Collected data
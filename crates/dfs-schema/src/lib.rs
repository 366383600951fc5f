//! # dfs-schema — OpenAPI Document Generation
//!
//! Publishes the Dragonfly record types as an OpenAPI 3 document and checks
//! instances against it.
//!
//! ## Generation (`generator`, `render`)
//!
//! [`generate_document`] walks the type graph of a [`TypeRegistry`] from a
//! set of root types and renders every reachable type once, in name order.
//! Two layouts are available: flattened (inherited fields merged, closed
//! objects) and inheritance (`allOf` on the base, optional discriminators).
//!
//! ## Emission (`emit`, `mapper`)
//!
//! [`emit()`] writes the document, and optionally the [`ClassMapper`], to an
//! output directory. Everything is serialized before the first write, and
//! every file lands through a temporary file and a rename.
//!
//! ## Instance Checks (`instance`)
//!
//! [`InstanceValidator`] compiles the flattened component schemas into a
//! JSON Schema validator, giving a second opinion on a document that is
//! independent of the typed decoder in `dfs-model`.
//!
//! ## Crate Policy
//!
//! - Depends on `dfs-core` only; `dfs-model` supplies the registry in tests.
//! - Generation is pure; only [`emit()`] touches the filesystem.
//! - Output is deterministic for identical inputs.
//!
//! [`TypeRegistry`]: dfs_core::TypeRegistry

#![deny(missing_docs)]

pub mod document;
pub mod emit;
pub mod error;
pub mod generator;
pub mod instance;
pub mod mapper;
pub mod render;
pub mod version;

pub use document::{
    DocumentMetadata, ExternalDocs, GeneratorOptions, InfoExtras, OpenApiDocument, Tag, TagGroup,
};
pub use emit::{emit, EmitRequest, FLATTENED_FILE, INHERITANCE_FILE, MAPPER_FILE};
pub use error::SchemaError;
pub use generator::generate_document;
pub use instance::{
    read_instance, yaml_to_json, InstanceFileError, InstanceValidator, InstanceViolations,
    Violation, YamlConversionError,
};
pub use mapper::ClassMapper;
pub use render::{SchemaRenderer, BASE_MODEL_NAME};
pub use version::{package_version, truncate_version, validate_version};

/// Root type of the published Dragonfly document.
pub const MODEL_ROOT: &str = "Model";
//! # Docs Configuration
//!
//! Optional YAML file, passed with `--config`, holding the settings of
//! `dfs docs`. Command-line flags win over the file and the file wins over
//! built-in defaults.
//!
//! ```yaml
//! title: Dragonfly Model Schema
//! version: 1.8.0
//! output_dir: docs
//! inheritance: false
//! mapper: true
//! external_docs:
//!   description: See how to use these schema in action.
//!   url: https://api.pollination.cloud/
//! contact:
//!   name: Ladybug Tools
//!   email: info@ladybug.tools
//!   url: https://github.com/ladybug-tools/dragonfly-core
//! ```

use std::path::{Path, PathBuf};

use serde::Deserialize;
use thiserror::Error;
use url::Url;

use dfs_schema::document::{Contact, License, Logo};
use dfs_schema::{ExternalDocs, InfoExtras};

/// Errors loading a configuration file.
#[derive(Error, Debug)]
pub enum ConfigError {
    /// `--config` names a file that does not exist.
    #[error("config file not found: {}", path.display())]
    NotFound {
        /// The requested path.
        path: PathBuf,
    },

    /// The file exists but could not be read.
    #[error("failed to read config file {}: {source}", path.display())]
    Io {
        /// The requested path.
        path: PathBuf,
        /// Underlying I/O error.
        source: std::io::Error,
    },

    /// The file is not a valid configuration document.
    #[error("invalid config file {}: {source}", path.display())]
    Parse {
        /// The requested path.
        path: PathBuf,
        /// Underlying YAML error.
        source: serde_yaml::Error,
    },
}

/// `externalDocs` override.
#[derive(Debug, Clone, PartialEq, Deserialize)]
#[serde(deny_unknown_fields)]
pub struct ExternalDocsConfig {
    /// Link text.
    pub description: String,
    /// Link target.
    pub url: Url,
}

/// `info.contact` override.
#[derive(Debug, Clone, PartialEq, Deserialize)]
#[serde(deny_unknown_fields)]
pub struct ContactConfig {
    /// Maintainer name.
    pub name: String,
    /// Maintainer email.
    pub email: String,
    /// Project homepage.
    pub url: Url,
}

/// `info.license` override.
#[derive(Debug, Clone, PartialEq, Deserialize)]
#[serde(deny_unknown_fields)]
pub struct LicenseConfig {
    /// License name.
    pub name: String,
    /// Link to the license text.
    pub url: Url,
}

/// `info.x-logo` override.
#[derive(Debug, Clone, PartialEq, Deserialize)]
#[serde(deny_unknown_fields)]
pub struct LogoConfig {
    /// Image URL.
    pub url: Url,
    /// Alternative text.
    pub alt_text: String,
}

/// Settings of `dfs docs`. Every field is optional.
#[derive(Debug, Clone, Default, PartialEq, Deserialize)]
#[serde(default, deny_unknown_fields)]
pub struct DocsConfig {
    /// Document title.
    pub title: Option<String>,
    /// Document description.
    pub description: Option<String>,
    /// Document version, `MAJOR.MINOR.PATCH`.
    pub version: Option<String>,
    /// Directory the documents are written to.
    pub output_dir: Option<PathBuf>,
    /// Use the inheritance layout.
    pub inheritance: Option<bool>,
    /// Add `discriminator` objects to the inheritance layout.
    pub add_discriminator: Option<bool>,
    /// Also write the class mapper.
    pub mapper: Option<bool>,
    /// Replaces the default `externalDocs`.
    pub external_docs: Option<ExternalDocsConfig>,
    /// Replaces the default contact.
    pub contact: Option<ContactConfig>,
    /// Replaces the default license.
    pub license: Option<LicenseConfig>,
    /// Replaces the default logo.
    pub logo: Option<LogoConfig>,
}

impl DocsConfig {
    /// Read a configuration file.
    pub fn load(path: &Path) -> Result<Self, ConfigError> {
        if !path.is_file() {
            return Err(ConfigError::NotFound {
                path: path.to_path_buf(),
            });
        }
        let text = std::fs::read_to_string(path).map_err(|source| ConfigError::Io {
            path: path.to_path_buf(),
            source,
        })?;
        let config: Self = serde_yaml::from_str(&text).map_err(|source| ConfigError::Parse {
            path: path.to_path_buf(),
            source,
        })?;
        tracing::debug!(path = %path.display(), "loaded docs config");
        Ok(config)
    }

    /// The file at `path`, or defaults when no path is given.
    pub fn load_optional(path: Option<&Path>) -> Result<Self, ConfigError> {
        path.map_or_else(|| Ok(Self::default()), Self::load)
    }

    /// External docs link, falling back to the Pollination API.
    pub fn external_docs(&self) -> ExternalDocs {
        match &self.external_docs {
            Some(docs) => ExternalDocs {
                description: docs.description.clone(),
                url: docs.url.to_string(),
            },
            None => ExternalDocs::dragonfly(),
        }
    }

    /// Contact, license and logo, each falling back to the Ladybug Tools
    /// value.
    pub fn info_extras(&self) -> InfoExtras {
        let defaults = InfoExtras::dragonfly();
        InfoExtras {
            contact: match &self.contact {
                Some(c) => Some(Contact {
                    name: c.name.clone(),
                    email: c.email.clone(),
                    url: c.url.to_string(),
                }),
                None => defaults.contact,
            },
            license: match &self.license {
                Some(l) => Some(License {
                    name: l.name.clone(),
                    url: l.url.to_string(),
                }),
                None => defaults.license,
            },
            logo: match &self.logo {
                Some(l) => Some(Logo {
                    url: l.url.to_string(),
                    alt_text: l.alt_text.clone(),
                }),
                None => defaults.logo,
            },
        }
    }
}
--
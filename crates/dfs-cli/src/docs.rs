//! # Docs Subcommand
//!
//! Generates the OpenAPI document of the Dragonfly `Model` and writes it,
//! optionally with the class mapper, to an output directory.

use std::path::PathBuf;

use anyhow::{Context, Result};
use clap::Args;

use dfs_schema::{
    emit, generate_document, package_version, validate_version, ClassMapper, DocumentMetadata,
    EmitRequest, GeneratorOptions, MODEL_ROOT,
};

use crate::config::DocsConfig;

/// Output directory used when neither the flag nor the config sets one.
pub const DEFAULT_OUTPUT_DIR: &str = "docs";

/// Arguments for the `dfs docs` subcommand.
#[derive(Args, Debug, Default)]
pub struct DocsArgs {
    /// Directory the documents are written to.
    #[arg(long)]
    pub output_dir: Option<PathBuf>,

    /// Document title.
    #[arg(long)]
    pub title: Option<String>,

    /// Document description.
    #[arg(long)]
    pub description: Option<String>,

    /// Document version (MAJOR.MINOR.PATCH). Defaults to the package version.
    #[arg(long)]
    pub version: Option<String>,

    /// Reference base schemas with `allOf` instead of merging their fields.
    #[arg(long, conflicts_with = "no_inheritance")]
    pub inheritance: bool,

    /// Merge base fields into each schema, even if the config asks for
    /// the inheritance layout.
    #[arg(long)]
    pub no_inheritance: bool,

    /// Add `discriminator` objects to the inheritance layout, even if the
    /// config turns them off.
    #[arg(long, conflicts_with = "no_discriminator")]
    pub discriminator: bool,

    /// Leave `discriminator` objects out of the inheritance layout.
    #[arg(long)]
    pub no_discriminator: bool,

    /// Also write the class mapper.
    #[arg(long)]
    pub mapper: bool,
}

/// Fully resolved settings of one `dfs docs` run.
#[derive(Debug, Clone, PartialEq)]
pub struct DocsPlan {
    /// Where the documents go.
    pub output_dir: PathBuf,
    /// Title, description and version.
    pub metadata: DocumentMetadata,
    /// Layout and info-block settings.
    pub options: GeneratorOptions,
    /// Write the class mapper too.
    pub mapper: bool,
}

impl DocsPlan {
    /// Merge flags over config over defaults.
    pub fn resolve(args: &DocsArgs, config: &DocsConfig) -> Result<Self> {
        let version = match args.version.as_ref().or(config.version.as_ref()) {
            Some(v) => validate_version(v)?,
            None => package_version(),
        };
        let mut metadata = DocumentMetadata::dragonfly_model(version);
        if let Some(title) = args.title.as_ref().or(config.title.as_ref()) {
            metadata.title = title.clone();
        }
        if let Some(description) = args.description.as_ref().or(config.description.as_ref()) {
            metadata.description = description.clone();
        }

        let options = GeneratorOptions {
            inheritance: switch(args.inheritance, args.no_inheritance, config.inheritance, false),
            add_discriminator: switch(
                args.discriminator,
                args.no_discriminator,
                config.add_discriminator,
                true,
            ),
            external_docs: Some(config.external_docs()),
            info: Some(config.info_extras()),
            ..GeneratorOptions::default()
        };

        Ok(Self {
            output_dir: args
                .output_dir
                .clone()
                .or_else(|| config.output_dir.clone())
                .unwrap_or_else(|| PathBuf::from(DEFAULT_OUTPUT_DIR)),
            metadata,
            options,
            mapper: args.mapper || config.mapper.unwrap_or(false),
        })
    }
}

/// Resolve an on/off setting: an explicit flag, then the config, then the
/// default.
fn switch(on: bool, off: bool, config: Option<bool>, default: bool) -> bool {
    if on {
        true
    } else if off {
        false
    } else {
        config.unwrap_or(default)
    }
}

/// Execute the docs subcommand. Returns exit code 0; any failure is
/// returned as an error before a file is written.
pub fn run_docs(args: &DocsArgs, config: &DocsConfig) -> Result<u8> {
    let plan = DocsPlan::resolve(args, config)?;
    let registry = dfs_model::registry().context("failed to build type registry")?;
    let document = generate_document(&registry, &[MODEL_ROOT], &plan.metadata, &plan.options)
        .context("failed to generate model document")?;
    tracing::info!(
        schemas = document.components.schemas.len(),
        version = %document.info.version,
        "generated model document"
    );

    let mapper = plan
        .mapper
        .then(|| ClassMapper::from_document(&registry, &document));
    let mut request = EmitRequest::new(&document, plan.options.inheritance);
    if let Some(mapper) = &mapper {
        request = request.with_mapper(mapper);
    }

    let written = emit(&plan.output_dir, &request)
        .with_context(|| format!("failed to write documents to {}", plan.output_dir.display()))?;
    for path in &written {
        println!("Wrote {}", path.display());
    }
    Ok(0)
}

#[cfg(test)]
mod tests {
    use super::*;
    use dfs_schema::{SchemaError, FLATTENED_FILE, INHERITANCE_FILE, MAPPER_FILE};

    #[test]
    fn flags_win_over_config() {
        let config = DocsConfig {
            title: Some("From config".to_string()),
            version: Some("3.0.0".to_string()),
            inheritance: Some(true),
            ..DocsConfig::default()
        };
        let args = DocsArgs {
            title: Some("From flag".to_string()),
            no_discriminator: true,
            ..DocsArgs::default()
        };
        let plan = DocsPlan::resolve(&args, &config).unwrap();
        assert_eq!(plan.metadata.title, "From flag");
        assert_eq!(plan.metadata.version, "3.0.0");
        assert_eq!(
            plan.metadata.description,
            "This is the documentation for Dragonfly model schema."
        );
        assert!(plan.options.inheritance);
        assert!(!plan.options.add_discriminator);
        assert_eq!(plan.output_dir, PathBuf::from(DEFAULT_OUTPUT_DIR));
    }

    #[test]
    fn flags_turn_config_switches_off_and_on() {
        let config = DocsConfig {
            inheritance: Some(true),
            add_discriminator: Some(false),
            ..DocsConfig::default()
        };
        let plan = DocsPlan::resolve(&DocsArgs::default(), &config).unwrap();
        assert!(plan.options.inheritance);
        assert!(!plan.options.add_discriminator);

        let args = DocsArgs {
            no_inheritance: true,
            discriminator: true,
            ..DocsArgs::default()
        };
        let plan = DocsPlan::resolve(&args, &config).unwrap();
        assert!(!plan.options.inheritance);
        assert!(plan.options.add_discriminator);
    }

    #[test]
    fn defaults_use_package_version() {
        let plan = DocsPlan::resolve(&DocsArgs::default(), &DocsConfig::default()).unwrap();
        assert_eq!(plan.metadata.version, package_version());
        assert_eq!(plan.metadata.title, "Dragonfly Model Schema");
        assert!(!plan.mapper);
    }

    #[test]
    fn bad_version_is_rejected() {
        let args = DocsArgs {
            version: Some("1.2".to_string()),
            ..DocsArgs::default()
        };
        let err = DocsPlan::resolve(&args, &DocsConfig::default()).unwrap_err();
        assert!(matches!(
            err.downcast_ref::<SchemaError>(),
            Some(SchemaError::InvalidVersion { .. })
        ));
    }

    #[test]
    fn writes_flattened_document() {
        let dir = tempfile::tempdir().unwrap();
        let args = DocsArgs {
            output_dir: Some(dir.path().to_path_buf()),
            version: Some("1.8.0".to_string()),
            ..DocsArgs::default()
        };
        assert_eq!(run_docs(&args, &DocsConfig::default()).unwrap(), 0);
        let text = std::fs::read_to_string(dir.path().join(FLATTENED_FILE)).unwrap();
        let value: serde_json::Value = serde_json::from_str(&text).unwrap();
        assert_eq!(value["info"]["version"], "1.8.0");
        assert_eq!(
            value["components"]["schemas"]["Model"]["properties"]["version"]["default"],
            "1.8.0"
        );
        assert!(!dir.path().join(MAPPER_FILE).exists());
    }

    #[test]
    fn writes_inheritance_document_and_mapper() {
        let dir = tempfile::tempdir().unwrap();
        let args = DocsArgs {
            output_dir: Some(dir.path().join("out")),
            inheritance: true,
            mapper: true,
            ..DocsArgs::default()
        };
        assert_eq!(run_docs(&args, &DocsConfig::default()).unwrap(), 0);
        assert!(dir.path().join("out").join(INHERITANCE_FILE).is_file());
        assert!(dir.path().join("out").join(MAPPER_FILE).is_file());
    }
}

Exercise: Your answer must be the count of lines in the data that contain "tests", with no added words.

Exercise solution: 2